Produce an exact copy of the lines below, starting at the first and ending with the line containing "matches the conventional".

(Collected data)
============================================================

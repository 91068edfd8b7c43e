//! Separable Gaussian smoothing of row-major grids.
//!
//! Boundaries use half-sample symmetric reflection (`d c b a | a b c d | d c b a`)
//! and the kernel is truncated at `4σ`, which matches the conventional
//! `gaussian_filter` behaviour for bathymetry smoothing.

/// Kernel truncation in standard deviations.
const TRUNCATE: f64 = 4.0;

/// Normalized 1-D Gaussian weights of radius `round(TRUNCATE * sigma)`.
pub fn gaussian_kernel(sigma: f64) -> Vec<f64> {
    let radius = (TRUNCATE * sigma + 0.5) as usize;
    let denom = 2.0 * sigma * sigma;
    let mut weights: Vec<f64> = (0..=2 * radius)
        .map(|i| {
            let x = i as f64 - radius as f64;
            (-x * x / denom).exp()
        })
        .collect();
    let total: f64 = weights.iter().sum();
    for w in &mut weights {
        *w /= total;
    }
    weights
}

/// Reflect an out-of-range index back into `0..len`.
fn reflect(index: isize, len: usize) -> usize {
    let len = len as isize;
    if len == 1 {
        return 0;
    }
    let period = 2 * len;
    let mut i = index.rem_euclid(period);
    if i >= len {
        i = period - 1 - i;
    }
    i as usize
}

fn convolve_rows(data: &[f64], width: usize, height: usize, kernel: &[f64]) -> Vec<f64> {
    let radius = (kernel.len() / 2) as isize;
    let mut out = vec![0.0; data.len()];
    for row in 0..height {
        let line = &data[row * width..(row + 1) * width];
        for col in 0..width {
            out[row * width + col] = kernel
                .iter()
                .enumerate()
                .map(|(k, w)| w * line[reflect(col as isize + k as isize - radius, width)])
                .sum();
        }
    }
    out
}

fn convolve_cols(data: &[f64], width: usize, height: usize, kernel: &[f64]) -> Vec<f64> {
    let radius = (kernel.len() / 2) as isize;
    let mut out = vec![0.0; data.len()];
    for row in 0..height {
        for col in 0..width {
            out[row * width + col] = kernel
                .iter()
                .enumerate()
                .map(|(k, w)| {
                    let r = reflect(row as isize + k as isize - radius, height);
                    w * data[r * width + col]
                })
                .sum();
        }
    }
    out
}

/// Gaussian blur of a `width x height` grid with standard deviation `sigma`
/// (in cells). A non-positive sigma returns the input unchanged.
pub fn gaussian_filter(data: &[f64], width: usize, height: usize, sigma: f64) -> Vec<f64> {
    if sigma <= 0.0 || width == 0 || height == 0 || data.len() != width * height {
        return data.to_vec();
    }
    let kernel = gaussian_kernel(sigma);
    let horizontal = convolve_rows(data, width, height, &kernel);
    convolve_cols(&horizontal, width, height, &kernel)
}

#[cfg(test)]
mod tests {
    use super::*;

    #[test]
    fn test_kernel_radius_and_sum() {
        let k = gaussian_kernel(0.5);
        assert_eq!(k.len(), 5);
        assert!((k.iter().sum::<f64>() - 1.0).abs() < 1e-12);
        assert!(k[2] > k[1] && k[1] > k[0]);
        assert_eq!(k[0], k[4]);
    }

    #[test]
    fn test_reflect() {
        assert_eq!(reflect(-1, 4), 0);
        assert_eq!(reflect(-2, 4), 1);
        assert_eq!(reflect(4, 4), 3);
        assert_eq!(reflect(5, 4), 2);
        assert_eq!(reflect(2, 4), 2);
        assert_eq!(reflect(-3, 1), 0);
    }

    #[test]
    fn test_constant_is_preserved() {
        let data = vec![-250.0; 36];
        let out = gaussian_filter(&data, 6, 6, 0.5);
        assert!(out.iter().all(|v| (v + 250.0).abs() < 1e-9));
    }

    #[test]
    fn test_impulse_spreads_and_conserves_mass() {
        let mut data = vec![0.0; 49];
        data[24] = 1.0;
        let out = gaussian_filter(&data, 7, 7, 0.5);
        assert!(out[24] < 1.0);
        assert!(out[23] > 0.0 && out[17] > 0.0);
        assert!((out.iter().sum::<f64>() - 1.0).abs() < 1e-9);
    }

    #[test]
    fn test_zero_sigma_is_identity() {
        let data: Vec<f64> = (0..9).map(f64::from).collect();
        assert_eq!(gaussian_filter(&data, 3, 3, 0.0), data);
    }
}
//! Image rendering for ocean data tiles.
//!
//! Implements the raster side of every plot kind:
//! - Color ramps and keyword-based ramp selection
//! - Filled color mapping with background transparency
//! - Contour lines (marching squares, tiny-skia strokes)
//! - Shaded-relief topography
//! - Color-scale legends
//! - PNG encoding

pub mod colorize;
pub mod colormap;
pub mod contour;
pub mod filter;
pub mod legend;
pub mod png;
pub mod raster;
pub mod topo;

pub use colorize::colorize;
pub use colormap::{ColorRamp, ColormapConfig, ColormapRegistry};
pub use contour::{render_contours, ContourLevel};
pub use legend::{legend_title, render_scale, Legend};
pub use png::{encode_png, encode_png_with_text};
pub use raster::RgbaRaster;
//! Tests for PNG encoding.
//!
//! Encoded images are parsed back chunk by chunk and the image data is
//! inflated to check the pixels survive encoding.

use renderer::png::{encode_png, encode_png_with_text};
use renderer::RgbaRaster;
use test_utils::png::{decode_rgba, find_chunk as find, parse_chunks, text_chunk};

// ============================================================================
// Helper functions
// ============================================================================

fn quantized_tile() -> RgbaRaster {
    let mut raster = RgbaRaster::transparent(256, 256);
    for row in 0..256 {
        for col in 0..256 {
            if (row / 32 + col / 32) % 2 == 0 {
                raster.set_pixel(row, col, [(row / 32 * 30) as u8, 90, (col / 32 * 30) as u8, 255]);
            }
        }
    }
    raster
}

// ============================================================================
// Round trip through the decoder
// ============================================================================

#[test]
fn test_indexed_tile_decodes_to_same_pixels() {
    let raster = quantized_tile();
    let png = encode_png(&raster).unwrap();

    let chunks = parse_chunks(&png);
    assert_eq!(find(&chunks, b"IHDR").unwrap().data[9], 3);
    assert!(find(&chunks, b"tRNS").is_some());

    let (w, h, pixels) = decode_rgba(&png);
    assert_eq!((w, h), (256, 256));
    assert_eq!(pixels, raster.pixels());
}

#[test]
fn test_rgba_fallback_decodes_to_same_pixels() {
    let mut raster = RgbaRaster::transparent(32, 32);
    for row in 0..32 {
        for col in 0..32 {
            raster.set_pixel(row, col, [(row * 8) as u8, (col * 8) as u8, 77, 255]);
        }
    }
    let png = encode_png(&raster).unwrap();
    assert_eq!(find(&parse_chunks(&png), b"IHDR").unwrap().data[9], 6);

    let (_, _, pixels) = decode_rgba(&png);
    assert_eq!(pixels, raster.pixels());
}

// ============================================================================
// Chunk structure
// ============================================================================

#[test]
fn test_chunk_crcs_are_valid() {
    let png = encode_png_with_text(&quantized_tile(), &[("Title", "Temperature (Celsius)")]).unwrap();
    for chunk in parse_chunks(&png) {
        let mut hasher = crc32fast::Hasher::new();
        hasher.update(&chunk.kind);
        hasher.update(&chunk.data);
        assert_eq!(hasher.finalize(), chunk.crc);
    }
}

#[test]
fn test_text_chunk_precedes_image_data() {
    let png = encode_png_with_text(&quantized_tile(), &[("Title", "Speed (m/s)")]).unwrap();
    let chunks = parse_chunks(&png);
    let kinds: Vec<&[u8; 4]> = chunks.iter().map(|c| &c.kind).collect();

    let text_pos = kinds.iter().position(|k| *k == b"tEXt").unwrap();
    let idat_pos = kinds.iter().position(|k| *k == b"IDAT").unwrap();
    assert!(text_pos < idat_pos);
    assert_eq!(kinds.last().unwrap(), &b"IEND");
    assert_eq!(chunks[text_pos].data, b"Title\0Speed (m/s)");
    assert_eq!(text_chunk(&png, "Title").as_deref(), Some("Speed (m/s)"));
}

#[test]
fn test_identical_input_gives_identical_bytes() {
    let a = encode_png(&quantized_tile()).unwrap();
    let b = encode_png(&quantized_tile()).unwrap();
    assert_eq!(a, b);
}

============================================================

* [RESPONSE TO THE EXERCISE]:
repository 91068edfd8b7c43e
//! Separable Gaussian smoothing of row-major grids.
//!
//! Boundaries use half-sample symmetric reflection (`d c b a | a b c d | d c b a`)
//! and the kernel is truncated at `4σ`, which matches the conventional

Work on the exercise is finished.